# Old ceiling replacement



## idsp (Jul 19, 2008)

I have a rather old one story house (1926) that I've lived in for about 2 years. Apparently the previous owners had a leaky roof which leaked into
the bedroom ceiling and caused the ceiling to crack. The crack progressively got worse and eventually sagged and then one day it came crashing down.










Upon closer inspection of the ceiling it apparently looks like there are these thin panels of wood nailed into the 2x4 support beams. These panels are spaced about a 1/4 inch apart and look like the image below. You can see they are securely nailed into the underlying 2x4s. You can see little rocks and debris from the crawlspace attic above stuck in between these panels.










Anyway, these panels are whats holding up the ceiling. But its not doing so with nails or screws. Apparently the ceiling was like stuffed in between the gaps in theses panels and thats how the ceiling was hung. I an not sure what the ceiling material is they used but it doesn't appear to be be modern sheetrock or drywall. You can see how it used to be stuffed in here.










Anyway, I want to replace the whole ceiling. There is no way I want to cut out a section and just throw up some sheetrock on just that section.

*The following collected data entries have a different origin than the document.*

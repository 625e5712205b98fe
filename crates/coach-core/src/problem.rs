//! Problem catalog.
//!
//! The catalog is read-only input: the session layer only uses a problem's `id`
//! for keying, the remaining fields are passed through for display.

use serde::{Deserialize, Serialize};
use std::fmt;

/// Difficulty label shown next to a problem.
#[derive(Debug, Clone, Copy, PartialEq, Eq, Serialize, Deserialize)]
pub enum Difficulty {
    Easy,
    Medium,
    Hard,
}

impl fmt::Display for Difficulty {
    fn fmt(&self, f: &mut fmt::Formatter<'_>) -> fmt::Result {
        let label = match self {
            Difficulty::Easy => "Easy",
            Difficulty::Medium => "Medium",
            Difficulty::Hard => "Hard",
        };
        f.pad(label)
    }
}

/// A practice problem.
#[derive(Debug, Clone, PartialEq, Eq, Serialize, Deserialize)]
pub struct Problem {
    pub id: String,
    pub title: String,
    pub description: String,
    pub difficulty: Difficulty,
}

impl Problem {
    pub fn new(
        id: impl Into<String>,
        title: impl Into<String>,
        description: impl Into<String>,
        difficulty: Difficulty,
    ) -> Self {
        Self {
            id: id.into(),
            title: title.into(),
            description: description.into(),
            difficulty,
        }
    }
}

/// Ordered list of problems.
#[derive(Debug, Clone, PartialEq, Eq, Serialize, Deserialize)]
#[serde(transparent)]
pub struct ProblemCatalog {
    problems: Vec<Problem>,
}

impl ProblemCatalog {
    pub fn new(problems: Vec<Problem>) -> Self {
        Self { problems }
    }

    pub fn problems(&self) -> &[Problem] {
        &self.problems
    }

    pub fn is_empty(&self) -> bool {
        self.problems.is_empty()
    }

    pub fn get(&self, id: &str) -> Option<&Problem> {
        self.problems.iter().find(|p| p.id == id)
    }

    /// Looks up `id`, falling back to the first entry for unknown ids.
    ///
    /// Returns `None` only when the catalog is empty.
    pub fn resolve(&self, id: &str) -> Option<&Problem> {
        match self.get(id) {
            Some(problem) => Some(problem),
            None => {
                let fallback = self.problems.first()?;
                tracing::warn!(
                    "[Catalog] Unknown problem '{}', falling back to '{}'",
                    id,
                    fallback.id
                );
                Some(fallback)
            }
        }
    }
}

impl Default for ProblemCatalog {
    fn default() -> Self {
        Self::new(vec![
            Problem::new(
                "two-sum",
                "Two Sum",
                "Given an array of integers nums and an integer target, return indices of the two numbers such that they add up to target.",
                Difficulty::Easy,
            ),
            Problem::new(
                "reverse-string",
                "Reverse String",
                "Reverse the given string.",
                Difficulty::Easy,
            ),
            Problem::new(
                "longest-substring-without-repeating-characters",
                "Longest Substring Without Repeating Characters",
                "Find the length of the longest substring without repeating characters.",
                Difficulty::Medium,
            ),
            Problem::new(
                "median-of-two-sorted-arrays",
                "Median of Two Sorted Arrays",
                "Find the median of two sorted arrays.",
                Difficulty::Hard,
            ),
        ])
    }
}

At this point I think its best if I replace the whole ceiling in that room. (I could use this opportunity to add additional wiring and stuff too). I don't particular care for the popcorn look and would like to get rid of that too.

In any case, I have no idea about how to go about this project. I think I should rip down the ceiling, rip out all those panels and expose the 2x4 (which are spaced about 14 inches apart from what I can tell). The problem is I am not sure in how good of a condition those 2x4s are. Look at all those nails running down the length of each one. Should I brace these ceiling beams with additional 2x4 or something and then hang sheetrock to that? Is there a book, video, forum or thread that anyone recommends for helping me do this type of work. 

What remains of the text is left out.